The goal of dividing by the bump $\delta$ is to rescale the sensitivity (slope) $s$ to a 100% bump. If $i$ is just a linear cash position with notional $n$, $V(nx)=nx$, and $$s=\frac{V((1+\delta)nx)-V(nx)}{\delta}=nx.$$It's more convenient to scale to 100% than to some other arbitrary bump size like 1% or .1%.
It is precisely the goal of rescaling the sensitivities of cash equity or FX positions to equity price and to exchange rates so the sensitivities would equal to the mark to market. It shows the "rise" in mark to market if the underlying price or rate "runs" 100%. It shows how much you'd lose/gain if a long/short position becomes worthless. For a linear cash position, you could as well just bump by 100%, whereas for non-linear ones, you get more meaningful sensitivities bumping only a little, both up and down, and then rescaling.

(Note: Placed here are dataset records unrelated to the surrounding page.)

//! Column spec parsing, record enrichment and pagination for oppgrid
//!
//! This crate is the synchronous data layer behind an opportunity table. It
//! turns a compact column spec string into typed column metadata, projects raw
//! records fetched from a remote source into display records, and keeps the
//! current page window over the full record set.
//!
//! # Features
//!
//! - **Column Spec**: `"Name, StageName, RelatedAccount, Amount, CloseDate"` style
//!   descriptors resolved into [`ColumnDefinition`]s
//! - **Relation Context**: broker-side or insured-side related account columns
//! - **Enrichment**: navigation links and relationship display names derived per record
//! - **Pagination**: page window, page count and boundary flags
//! - **Error Normalization**: structured remote errors reduced to one message
//!
//! # Architecture
//!
//! ```text
//! column spec ──► ColumnSpec::parse ──► ColumnDefinition[]
//!                                              │ requested relations
//! RawRecord[] ──► RecordEnricher::enrich ──► DisplayRecord[] ──► PaginationState
//! ```
//!
//! # Example
//!
//! ```rust
//! use oppgrid_tables::{ColumnSpec, PaginationState, RelationContext, RenderType};
//!
//! let columns = ColumnSpec::parse(Some("Name, Amount"), RelationContext::Broker);
//! assert_eq!(columns.len(), 2);
//! assert_eq!(columns[1].render_type, RenderType::Currency);
//!
//! let mut page = PaginationState::new(10).unwrap();
//! page.reset((0..25).collect::<Vec<i32>>(), 10).unwrap();
//! assert_eq!(page.total_pages(), 3);
//! ```

#![warn(missing_docs)]
#![warn(rustdoc::broken_intra_doc_links)]

pub mod column;
pub mod enrich;
pub mod error;
pub mod pagination;
pub mod record;
pub mod reduce;

// Re-exports for convenience
pub use column::{ColumnDefinition, ColumnSpec, RenderType};
pub use enrich::RecordEnricher;
pub use error::{Result, TableError};
pub use pagination::PaginationState;
pub use record::{DisplayRecord, RawRecord, Relation, RelationContext};
pub use reduce::{ErrorBody, ErrorDetail, RemoteError, reduce_error};
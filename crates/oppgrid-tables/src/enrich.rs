//! Record enrichment
//!
//! Projects each [`RawRecord`] into a [`DisplayRecord`] carrying every original
//! field plus derived navigation links and relationship display names. Derived
//! fields win on key collision. Absent identifiers and relationship objects
//! produce explicit JSON `null`s, never empty strings or missing keys.

use crate::column::{ColumnDefinition, requested_relations};
use crate::record::{
	DisplayRecord, RECORD_LINK, RELATED_ACCOUNT_LINK, RELATED_ACCOUNT_NAME, RawRecord, Relation,
	RelationContext, navigation_path,
};
use serde_json::{Map, Value};
use std::collections::BTreeSet;

/// Derives display fields for raw records under a relation context
#[derive(Debug, Clone, Default, PartialEq, Eq)]
pub struct RecordEnricher {
	context: RelationContext,
	relations: BTreeSet<Relation>,
}

impl RecordEnricher {
	/// Creates an enricher deriving the record link and the context-selected
	/// related account
	pub fn new(context: RelationContext) -> Self {
		Self {
			context,
			relations: BTreeSet::new(),
		}
	}

	/// Creates an enricher that also derives every relationship the columns
	/// bind to
	pub fn for_columns(context: RelationContext, columns: &[ColumnDefinition]) -> Self {
		Self {
			context,
			relations: requested_relations(columns),
		}
	}

	/// Adds a relationship whose own link/name pair should be derived
	pub fn with_relation(mut self, relation: Relation) -> Self {
		self.relations.insert(relation);
		self
	}

	/// The relation context in use
	pub fn context(&self) -> RelationContext {
		self.context
	}

	/// Relationships derived in addition to the related account
	pub fn relations(&self) -> &BTreeSet<Relation> {
		&self.relations
	}

	/// Enriches one record
	pub fn enrich_one(&self, raw: &RawRecord) -> DisplayRecord {
		self.project(raw, raw.fields().clone())
	}

	/// Enriches a record set, preserving order one-to-one
	pub fn enrich(&self, raws: &[RawRecord]) -> Vec<DisplayRecord> {
		raws.iter().map(|raw| self.enrich_one(raw)).collect()
	}

	fn project(&self, raw: &RawRecord, mut fields: Map<String, Value>) -> DisplayRecord {
		fields.insert(RECORD_LINK.to_string(), link_value(raw.id()));

		let related = self.context.relation();
		fields.insert(
			RELATED_ACCOUNT_LINK.to_string(),
			link_value(related.related_id(raw)),
		);
		fields.insert(
			RELATED_ACCOUNT_NAME.to_string(),
			name_value(related.related_name(raw)),
		);

		for relation in &self.relations {
			fields.insert(
				relation.link_key().to_string(),
				link_value(relation.related_id(raw)),
			);
			fields.insert(
				relation.name_key().to_string(),
				name_value(relation.related_name(raw)),
			);
		}

		DisplayRecord::from_fields(fields)
	}
}

fn link_value(id: Option<&str>) -> Value {
	navigation_path(id).map_or(Value::Null, Value::String)
}

fn name_value(name: Option<&str>) -> Value {
	name.map_or(Value::Null, |n| Value::String(n.to_string()))
}
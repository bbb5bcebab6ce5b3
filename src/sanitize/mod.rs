//! Allow-list HTML filtering.
//!
//! Input is parsed as an HTML fragment. Disallowed elements are unwrapped
//! (their text survives), script-like bodies are dropped, and disallowed
//! attributes are removed. The output is stable under re-sanitization.

use std::fmt::Write as _;

use itertools::Itertools as _;
use scraper::{Html, Node, node::Element};
use tracing::trace;

mod allow_list;

pub use allow_list::AllowList;

const VOID_ELEMENTS: [&str; 6] = ["br", "col", "hr", "img", "source", "wbr"];

/// Elements whose whole subtree is discarded rather than unwrapped.
const DISCARDED_ELEMENTS: [&str; 12] = [
    "script", "style", "template", "noscript", "iframe", "noembed", "noframes", "xmp",
    "textarea", "title", "svg", "math",
];

const URL_ATTRIBUTES: [&str; 3] = ["href", "src", "cite"];

const ALLOWED_PROTOCOLS: [&str; 22] = [
    "http", "https", "ftp", "ftps", "mailto", "news", "irc", "irc6", "ircs", "gopher", "nntp",
    "feed", "telnet", "mms", "rtsp", "sms", "svn", "tel", "fax", "xmpp", "webcal", "urn",
];

fn is_void(tag: &str) -> bool {
    VOID_ELEMENTS.contains(&tag)
}

/// `true` for relative references and for absolute ones whose scheme is on
/// the protocol allow-list. Whitespace and control characters are ignored
/// while looking for the scheme, as browsers do.
fn allowed_url(value: &str) -> bool {
    let cleaned = value
        .chars()
        .filter(|c| !c.is_whitespace() && !c.is_control())
        .collect::<String>();
    match cleaned.find(|c| matches!(c, ':' | '/' | '?' | '#')) {
        Some(at) if cleaned[at..].starts_with(':') => {
            let scheme = cleaned[..at].to_ascii_lowercase();
            ALLOWED_PROTOCOLS.contains(&scheme.as_str())
        }
        _ => true,
    }
}

fn allowed_srcset(value: &str) -> bool {
    value
        .split(',')
        .filter_map(|candidate| candidate.split_whitespace().next())
        .all(allowed_url)
}

enum Visit<'a> {
    Text(&'a str),
    Open {
        element: &'a Element,
        /// First child is text starting with a line feed.
        leading_newline: bool,
    },
    Close(&'a Element),
}

/// Document-order walk over a parsed fragment, skipping comments and
/// discarded subtrees. Iterative, so nesting depth is bounded by the heap.
fn visit_fragment<'a>(fragment: &'a Html, mut visit: impl FnMut(Visit<'a>)) {
    let mut stack = vec![(fragment.root_element().children(), None)];
    while let Some((children, _)) = stack.last_mut() {
        match children.next() {
            Some(node) => match node.value() {
                Node::Text(text) => visit(Visit::Text(&**text)),
                Node::Element(element) if !DISCARDED_ELEMENTS.contains(&element.name()) => {
                    let leading_newline = node
                        .first_child()
                        .and_then(|child| child.value().as_text())
                        .is_some_and(|text| text.starts_with('\n'));
                    visit(Visit::Open {
                        element,
                        leading_newline,
                    });
                    stack.push((node.children(), Some(element)));
                }
                _ => {}
            },
            None => {
                if let Some((_, Some(element))) = stack.pop() {
                    visit(Visit::Close(element));
                }
            }
        }
    }
}

/// Reduce markup to a single line of plain text: tags dropped, character
/// references decoded, whitespace collapsed.
pub fn plain_text(html: &str) -> String {
    let fragment = Html::parse_fragment(html);
    let mut text = String::new();
    visit_fragment(&fragment, |visit| {
        if let Visit::Text(chunk) = visit {
            text.push_str(chunk);
        }
    });
    text.split_whitespace().join(" ")
}

pub struct Sanitizer {
    allow_list: AllowList,
}

impl Sanitizer {
    pub fn new(allow_list: AllowList) -> Self {
        Self { allow_list }
    }

    fn write_start_tag(&self, out: &mut String, element: &Element, leading_newline: bool) {
        let name = element.name();
        let Some(allowed) = self.allow_list.attributes(name) else {
            trace!(tag = %name, "stripping disallowed tag");
            return;
        };
        out.push('<');
        out.push_str(name);
        for attr_name in allowed {
            let Some(value) = element.attr(attr_name) else {
                continue;
            };
            let safe = match attr_name.as_str() {
                "srcset" => allowed_srcset(value),
                url if URL_ATTRIBUTES.contains(&url) => allowed_url(value),
                _ => true,
            };
            if !safe {
                trace!(tag = %name, attr = %attr_name, "dropping unsafe url");
                continue;
            }
            let _ = write!(
                out,
                " {attr_name}=\"{}\"",
                html_escape::encode_double_quoted_attribute(value)
            );
        }
        out.push_str(if is_void(name) { " />" } else { ">" });
        // The parser eats one line feed right after `<pre>`.
        if leading_newline && name == "pre" {
            out.push('\n');
        }
    }

    pub fn sanitize(&self, html: &str) -> String {
        let fragment = Html::parse_fragment(html);
        let mut out = String::with_capacity(html.len());
        visit_fragment(&fragment, |visit| match visit {
            Visit::Text(text) => out.push_str(&html_escape::encode_text(text)),
            Visit::Open {
                element,
                leading_newline,
            } => self.write_start_tag(&mut out, element, leading_newline),
            Visit::Close(element) => {
                let name = element.name();
                if self.allow_list.allows_tag(name) && !is_void(name) {
                    let _ = write!(out, "</{name}>");
                }
            }
        });
        out
    }
}

impl Default for Sanitizer {
    fn default() -> Self {
        Self::new(AllowList::rich_content().with_migrated_media())
    }
}
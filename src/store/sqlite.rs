use std::str::FromStr as _;

use tracing::{debug, error};

use super::{IdPage, RecordId, RecordQuery, RecordSink, RecordSource, ResultChannel};
use crate::migrate::MigrationResult;

const LAST_RESULT: &str = "last_migration_result";

pub struct LocalDatabase {
    pool: sqlx::SqlitePool,
}

#[derive(Debug, thiserror::Error)]
pub enum Error {
    #[error("sqlite error: {0}")]
    Sqlite(#[from] sqlx::Error),
    #[error("update rejected: record {0} does not exist")]
    UpdateRejected(RecordId),
    #[error("failed to encode {0}")]
    Encode(serde_json::Error),
    #[error("failed to decode stored result: {0}")]
    DecodeResult(serde_json::Error),
}

pub struct Client {
    pool: sqlx::SqlitePool,
}

impl LocalDatabase {
    pub async fn open(url: &str) -> Result<Self, sqlx::Error> {
        let options = sqlx::sqlite::SqliteConnectOptions::from_str(url)
            .inspect_err(|error| error!(%error, %url, "Failed to open record db"))?
            .create_if_missing(true);
        let pool = sqlx::pool::PoolOptions::new()
            .max_connections(1)
            .connect_with(options)
            .await
            .inspect_err(|error| error!(%error, %url, "Failed to open record db"))?;
        sqlx::query(
            r#"
            CREATE TABLE IF NOT EXISTS posts(
                id INTEGER PRIMARY KEY AUTOINCREMENT,
                post_type TEXT NOT NULL,
                post_status TEXT NOT NULL DEFAULT 'publish',
                post_content TEXT NOT NULL DEFAULT ''
            );

            CREATE TABLE IF NOT EXISTS postmeta(
                post_id INTEGER NOT NULL REFERENCES posts(id) ON DELETE CASCADE,
                meta_key TEXT NOT NULL,
                meta_value TEXT,
                PRIMARY KEY(post_id, meta_key)
            );

            CREATE TABLE IF NOT EXISTS transients(
                name TEXT NOT NULL PRIMARY KEY,
                value TEXT NOT NULL,
                expires_at INTEGER NOT NULL
            );
        "#,
        )
        .execute(&pool)
        .await
        .inspect_err(|error| error!(%error, %url, "Failed to execute DDL to record db"))?;
        Ok(Self { pool })
    }

    pub fn pool(&self) -> &sqlx::SqlitePool {
        &self.pool
    }

    pub fn client(&self) -> Client {
        Client {
            pool: self.pool.clone(),
        }
    }

    pub async fn insert_post(
        &self,
        post_type: &str,
        post_status: &str,
        post_content: &str,
    ) -> Result<RecordId, sqlx::Error> {
        let result = sqlx::query(
            "INSERT INTO posts(post_type, post_status, post_content) VALUES (?, ?, ?)",
        )
        .bind(post_type)
        .bind(post_status)
        .bind(post_content)
        .execute(&self.pool)
        .await?;
        Ok(result.last_insert_rowid())
    }

    pub async fn set_meta(
        &self,
        post_id: RecordId,
        meta_key: &str,
        meta_value: Option<&str>,
    ) -> Result<(), sqlx::Error> {
        sqlx::query(
            r#"
            INSERT INTO postmeta(post_id, meta_key, meta_value)
            VALUES (?, ?, ?)
            ON CONFLICT(post_id, meta_key)
            DO UPDATE SET
                meta_value = EXCLUDED.meta_value
        "#,
        )
        .bind(post_id)
        .bind(meta_key)
        .bind(meta_value)
        .execute(&self.pool)
        .await?;
        Ok(())
    }
}

impl RecordSource for Client {
    type Error = Error;

    async fn list_ids(
        &self,
        query: &RecordQuery<'_>,
        page: u32,
        per_page: u32,
    ) -> Result<IdPage, Self::Error> {
        let post_types = serde_json::to_string(query.post_types).map_err(Error::Encode)?;
        let total = sqlx::query_scalar::<_, i64>(
            r#"
            SELECT COUNT(*) FROM posts
            WHERE
                post_type IN (SELECT value FROM json_each(?))
                AND EXISTS (
                    SELECT 1 FROM postmeta
                    WHERE postmeta.post_id = posts.id AND postmeta.meta_key = ?
                )
        "#,
        )
        .bind(&post_types)
        .bind(query.meta_key)
        .fetch_one(&self.pool)
        .await?;
        let offset = i64::from(page.saturating_sub(1)) * i64::from(per_page);
        let ids = sqlx::query_scalar::<_, RecordId>(
            r#"
            SELECT id FROM posts
            WHERE
                post_type IN (SELECT value FROM json_each(?))
                AND EXISTS (
                    SELECT 1 FROM postmeta
                    WHERE postmeta.post_id = posts.id AND postmeta.meta_key = ?
                )
            ORDER BY id ASC
            LIMIT ? OFFSET ?
        "#,
        )
        .bind(&post_types)
        .bind(query.meta_key)
        .bind(i64::from(per_page))
        .bind(offset)
        .fetch_all(&self.pool)
        .await?;
        debug!(page, per_page, total, found = ids.len(), "listed records");
        Ok(IdPage {
            ids,
            total: u64::try_from(total).unwrap_or_default(),
        })
    }

    async fn marker(&self, id: RecordId, meta_key: &str) -> Result<Option<String>, Self::Error> {
        let value = sqlx::query_scalar::<_, Option<String>>(
            "SELECT meta_value FROM postmeta WHERE post_id = ? AND meta_key = ?",
        )
        .bind(id)
        .bind(meta_key)
        .fetch_optional(&self.pool)
        .await?;
        Ok(value.flatten())
    }

    async fn content(&self, id: RecordId) -> Result<Option<String>, Self::Error> {
        let content = sqlx::query_scalar::<_, String>("SELECT post_content FROM posts WHERE id = ?")
            .bind(id)
            .fetch_optional(&self.pool)
            .await?;
        Ok(content)
    }
}

impl RecordSink for Client {
    type Error = Error;

    async fn update_content(&self, id: RecordId, content: &str) -> Result<(), Self::Error> {
        let result = sqlx::query("UPDATE posts SET post_content = ? WHERE id = ?")
            .bind(content)
            .bind(id)
            .execute(&self.pool)
            .await?;
        if result.rows_affected() == 0 {
            return Err(Error::UpdateRejected(id));
        }
        Ok(())
    }
}

impl ResultChannel for Client {
    type Error = Error;

    async fn put_result(&self, result: &MigrationResult, ttl_secs: u64) -> Result<(), Self::Error> {
        let value = serde_json::to_string(result).map_err(Error::Encode)?;
        let ttl = i64::try_from(ttl_secs).unwrap_or(i64::MAX);
        let expires_at = chrono::Utc::now().timestamp().saturating_add(ttl);
        sqlx::query(
            r#"
            INSERT INTO transients(name, value, expires_at)
            VALUES (?, ?, ?)
            ON CONFLICT(name)
            DO UPDATE SET
                value = EXCLUDED.value,
                expires_at = EXCLUDED.expires_at
        "#,
        )
        .bind(LAST_RESULT)
        .bind(value)
        .bind(expires_at)
        .execute(&self.pool)
        .await?;
        Ok(())
    }

    async fn take_result(&self) -> Result<Option<MigrationResult>, Self::Error> {
        let row = sqlx::query_as::<_, (String, i64)>(
            "DELETE FROM transients WHERE name = ? RETURNING value, expires_at",
        )
        .bind(LAST_RESULT)
        .fetch_optional(&self.pool)
        .await?;
        let Some((value, expires_at)) = row else {
            return Ok(None);
        };
        if expires_at <= chrono::Utc::now().timestamp() {
            debug!(expires_at, "stored migration result expired");
            return Ok(None);
        }
        serde_json::from_str(&value)
            .map(Some)
            .map_err(Error::DecodeResult)
    }
}
use std::sync::LazyLock;

use html_escape::encode_double_quoted_attribute;
use tracing::debug;
use url::Url;

use super::tree::ItemNode;
use crate::sanitize::plain_text;

pub const IMAGE_CLASS: &str = "migrated-image";

static RELATIVE_BASE: LazyLock<Url> =
    LazyLock::new(|| Url::parse("http://localhost/").unwrap());

/// Raw markup produced from one builder item, in reading order.
#[derive(Debug, Clone, PartialEq, Eq)]
pub enum Fragment {
    /// Rich text copied verbatim from `attr.content`.
    Text(String),
    /// Self-contained `<figure>` block built from an image item.
    Image(String),
}

/// Accept an image source if it is an absolute http(s) URL or a root- or
/// protocol-relative reference. Absolute URLs come back normalized.
pub fn validate_src(raw: &str) -> Option<String> {
    let raw = raw.trim();
    match Url::parse(raw) {
        Ok(url) if matches!(url.scheme(), "http" | "https") && url.has_host() => Some(url.into()),
        Ok(_) => None,
        Err(url::ParseError::RelativeUrlWithoutBase) if raw.starts_with('/') => {
            let unsafe_char = raw
                .chars()
                .any(|c| c.is_whitespace() || c.is_control() || matches!(c, '"' | '\'' | '<' | '>'));
            if unsafe_char || !RELATIVE_BASE.join(raw).is_ok_and(|url| url.has_host()) {
                return None;
            }
            Some(raw.to_owned())
        }
        Err(_) => None,
    }
}

fn image_block(src: &str, alt: &str) -> String {
    format!(
        r#"<figure class="{IMAGE_CLASS}"><img src="{}" alt="{}" loading="lazy" decoding="async" /></figure>"#,
        encode_double_quoted_attribute(src),
        encode_double_quoted_attribute(alt),
    )
}

/// Fragments carried by one item: its rich text, then its image.
///
/// Layout and styling attributes are ignored, as are item kinds other than
/// text-bearing ones and images.
pub fn extract(item: ItemNode<'_>) -> Vec<Fragment> {
    let mut fragments = Vec::new();
    if let Some(content) = item.attr_str("content") {
        fragments.push(Fragment::Text(content.to_owned()));
    }
    if item.kind.eq_ignore_ascii_case("image") {
        if let Some(raw) = item.attr_str("src") {
            match validate_src(raw) {
                Some(src) => {
                    let alt = item.field_str("title").map(plain_text).unwrap_or_default();
                    fragments.push(Fragment::Image(image_block(&src, &alt)));
                }
                None => debug!(src = raw, "discarding image with unusable source"),
            }
        }
    }
    fragments
}
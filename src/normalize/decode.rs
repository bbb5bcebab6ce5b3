use base64::Engine as _;

#[derive(Debug, thiserror::Error)]
#[error("invalid base64 payload: {0}")]
pub struct InvalidEncoding(#[from] base64::DecodeError);

/// Strict base64 decoding of a marker value.
///
/// Surrounding whitespace is tolerated since stored values often carry a
/// trailing newline; anything else outside the standard alphabet, or wrong
/// padding, is rejected.
pub fn decode(blob: &str) -> Result<Vec<u8>, InvalidEncoding> {
    Ok(base64::engine::general_purpose::STANDARD.decode(blob.trim())?)
}
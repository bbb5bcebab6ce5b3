//! Progress reporting and display
//!
//! The migration driver reports through [`ProgressReporter`] so that it stays
//! independent of how (or whether) progress is shown.

use std::sync::Arc;

use crate::store::RecordId;

/// Status of a single record being migrated.
#[derive(Debug, Clone, PartialEq, Eq)]
pub enum RecordStatus {
    /// Being read and normalized
    Processing,
    /// Content was replaced
    Migrated,
    /// Left untouched, with the reason
    Skipped(&'static str),
    /// Failed with error
    Failed(String),
}

/// Phase of the overall run.
#[derive(Debug, Clone, PartialEq, Eq)]
pub enum MigrationPhase {
    LoadingConfig,
    OpeningDatabase,
    ListingRecords { page: u32 },
    MigratingRecords,
    StoringResult,
    Completed,
    Failed(String),
}

/// Progress reporter trait - implement this for different display backends.
pub trait ProgressReporter: Send + Sync {
    fn set_phase(&self, phase: MigrationPhase);

    /// Total number of matching records (known after the first page).
    fn register_total(&self, total: u64);

    fn update_record(&self, id: RecordId, status: RecordStatus);

    fn log_warn(&self, message: &str);

    fn log_error(&self, message: &str);

    /// Finish and clean up the display.
    fn finish(&self);
}

/// A no-op reporter for when progress display is disabled.
pub struct NullReporter;

impl ProgressReporter for NullReporter {
    fn set_phase(&self, _phase: MigrationPhase) {}
    fn register_total(&self, _total: u64) {}
    fn update_record(&self, _id: RecordId, _status: RecordStatus) {}
    fn log_warn(&self, _message: &str) {}
    fn log_error(&self, _message: &str) {}
    fn finish(&self) {}
}

/// Statistics collected during a run.
#[derive(Debug, Default)]
struct Stats {
    total: u64,
    migrated: u64,
    skipped: u64,
    failed: u64,
    start_time: Option<std::time::Instant>,
}

impl Stats {
    fn started() -> Self {
        Self {
            start_time: Some(std::time::Instant::now()),
            ..Default::default()
        }
    }

    fn count(&mut self, status: &RecordStatus) {
        match status {
            RecordStatus::Processing => {}
            RecordStatus::Migrated => self.migrated += 1,
            RecordStatus::Skipped(_) => self.skipped += 1,
            RecordStatus::Failed(_) => self.failed += 1,
        }
    }

    fn print_summary(&self) {
        let duration = self.start_time.map(|t| t.elapsed()).unwrap_or_default();

        eprintln!();
        eprintln!("━━━━━━━━━━━━━━━━━━━━━━━━━━━━━━━━━━━━━━━━");
        eprintln!("📊 Summary");
        eprintln!("━━━━━━━━━━━━━━━━━━━━━━━━━━━━━━━━━━━━━━━━");
        eprintln!("   📄 Records:    {} total", self.total);
        eprintln!("   ✅ Migrated:   {}", self.migrated);
        eprintln!("   ⏭️  Skipped:    {}", self.skipped);
        if self.failed > 0 {
            eprintln!("   ❌ Failed:     {}", self.failed);
        }
        eprintln!("   ⏱️  Duration:   {:.2}s", duration.as_secs_f64());
        eprintln!("━━━━━━━━━━━━━━━━━━━━━━━━━━━━━━━━━━━━━━━━");
    }
}

fn phase_message(phase: &MigrationPhase) -> String {
    match phase {
        MigrationPhase::LoadingConfig => "📋 Loading configuration...".to_owned(),
        MigrationPhase::OpeningDatabase => "🗄️  Opening database...".to_owned(),
        MigrationPhase::ListingRecords { page } => format!("🔎 Listing records (page {page})..."),
        MigrationPhase::MigratingRecords => "📄 Migrating records...".to_owned(),
        MigrationPhase::StoringResult => "💾 Storing result...".to_owned(),
        MigrationPhase::Completed => "✅ Completed!".to_owned(),
        MigrationPhase::Failed(e) => format!("❌ Failed: {e}"),
    }
}

/// A simple reporter that just prints to stderr (for non-TTY).
pub struct SimpleReporter {
    stats: std::sync::RwLock<Stats>,
}

impl SimpleReporter {
    pub fn new() -> Self {
        Self {
            stats: std::sync::RwLock::new(Stats::started()),
        }
    }
}

impl Default for SimpleReporter {
    fn default() -> Self {
        Self::new()
    }
}

impl ProgressReporter for SimpleReporter {
    fn set_phase(&self, phase: MigrationPhase) {
        eprintln!("{}", phase_message(&phase));
    }

    fn register_total(&self, total: u64) {
        self.stats.write().unwrap().total = total;
        eprintln!("   Found {total} records");
    }

    fn update_record(&self, id: RecordId, status: RecordStatus) {
        self.stats.write().unwrap().count(&status);
        match status {
            RecordStatus::Migrated => eprintln!("   ✓ #{id}"),
            RecordStatus::Failed(ref e) => eprintln!("   ✗ #{id}: {e}"),
            _ => {}
        }
    }

    fn log_warn(&self, message: &str) {
        eprintln!("⚠️  {message}");
    }

    fn log_error(&self, message: &str) {
        eprintln!("❌ {message}");
    }

    fn finish(&self) {
        self.stats.read().unwrap().print_summary();
    }
}

/// Interactive reporter with progress bars (for TTY).
pub struct FancyReporter {
    multi: indicatif::MultiProgress,
    phase_bar: indicatif::ProgressBar,
    records: std::sync::RwLock<std::collections::HashMap<RecordId, indicatif::ProgressBar>>,
    main_progress: std::sync::RwLock<Option<indicatif::ProgressBar>>,
    stats: std::sync::RwLock<Stats>,
}

impl FancyReporter {
    pub fn new() -> Self {
        let multi = indicatif::MultiProgress::new();
        let phase_bar = multi.add(indicatif::ProgressBar::new_spinner());
        phase_bar.set_style(
            indicatif::ProgressStyle::default_spinner()
                .template("{spinner:.cyan} {msg}")
                .unwrap(),
        );
        phase_bar.enable_steady_tick(std::time::Duration::from_millis(100));

        Self {
            multi,
            phase_bar,
            records: std::sync::RwLock::new(std::collections::HashMap::new()),
            main_progress: std::sync::RwLock::new(None),
            stats: std::sync::RwLock::new(Stats::started()),
        }
    }
}

impl Default for FancyReporter {
    fn default() -> Self {
        Self::new()
    }
}

impl ProgressReporter for FancyReporter {
    fn set_phase(&self, phase: MigrationPhase) {
        let msg = phase_message(&phase);
        if matches!(phase, MigrationPhase::Completed | MigrationPhase::Failed(_)) {
            self.phase_bar.finish_with_message(msg);
        } else {
            self.phase_bar.set_message(msg);
        }
    }

    fn register_total(&self, total: u64) {
        self.stats.write().unwrap().total = total;

        let main_pb = self.multi.add(indicatif::ProgressBar::new(total));
        main_pb.set_style(
            indicatif::ProgressStyle::default_bar()
                .template("   {bar:40.cyan/blue} {pos}/{len} records")
                .unwrap()
                .progress_chars("█▓▒░  "),
        );
        *self.main_progress.write().unwrap() = Some(main_pb);
    }

    fn update_record(&self, id: RecordId, status: RecordStatus) {
        let mut records = self.records.write().unwrap();

        if status == RecordStatus::Processing {
            // Spinners exist only while a record is in flight
            let pb = self.multi.add(indicatif::ProgressBar::new_spinner());
            pb.set_style(
                indicatif::ProgressStyle::default_spinner()
                    .template("   {msg}")
                    .unwrap(),
            );
            pb.set_message(format!("⚙️  #{id}: processing"));
            pb.enable_steady_tick(std::time::Duration::from_millis(100));
            records.insert(id, pb);
            return;
        }

        if let Some(pb) = records.remove(&id) {
            pb.finish_and_clear();
        }
        if let Some(ref main_pb) = *self.main_progress.read().unwrap() {
            main_pb.inc(1);
        }
        if let RecordStatus::Failed(ref e) = status {
            self.multi.println(format!("   ✗ #{id}: {e}")).ok();
        }
        self.stats.write().unwrap().count(&status);
    }

    fn log_warn(&self, message: &str) {
        self.multi.println(format!("⚠️  {message}")).ok();
    }

    fn log_error(&self, message: &str) {
        self.multi.println(format!("❌ {message}")).ok();
    }

    fn finish(&self) {
        for pb in self.records.read().unwrap().values() {
            pb.finish_and_clear();
        }
        if let Some(ref main_pb) = *self.main_progress.read().unwrap() {
            main_pb.finish_and_clear();
        }
        self.phase_bar.finish_and_clear();

        self.stats.read().unwrap().print_summary();
    }
}

/// Create an appropriate reporter based on terminal capabilities.
pub fn create_reporter() -> Arc<dyn ProgressReporter> {
    if console::Term::stderr().is_term() {
        Arc::new(FancyReporter::new())
    } else {
        Arc::new(SimpleReporter::new())
    }
}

For sensitivities to interest rate, first, we measure the sensitivity to the interest rates going up 1 basis point, rather than down; and secondly rescale the sensitivity to an unrealistically large interest rate hike of 100%, ignoring any non-linearity. However, when perturbing very high interest rates, such as Argentine peso, that's been around 60-70% per year lately, the 1 bp bump gets lost in numerical noise, so you may instead prefer to bump by more than 1 bp. Conversely, in some rare cases you may prefer to bump by less than 1bp. It's more art than science:), but remember to divide the mtm change by the same bump size that you actually used.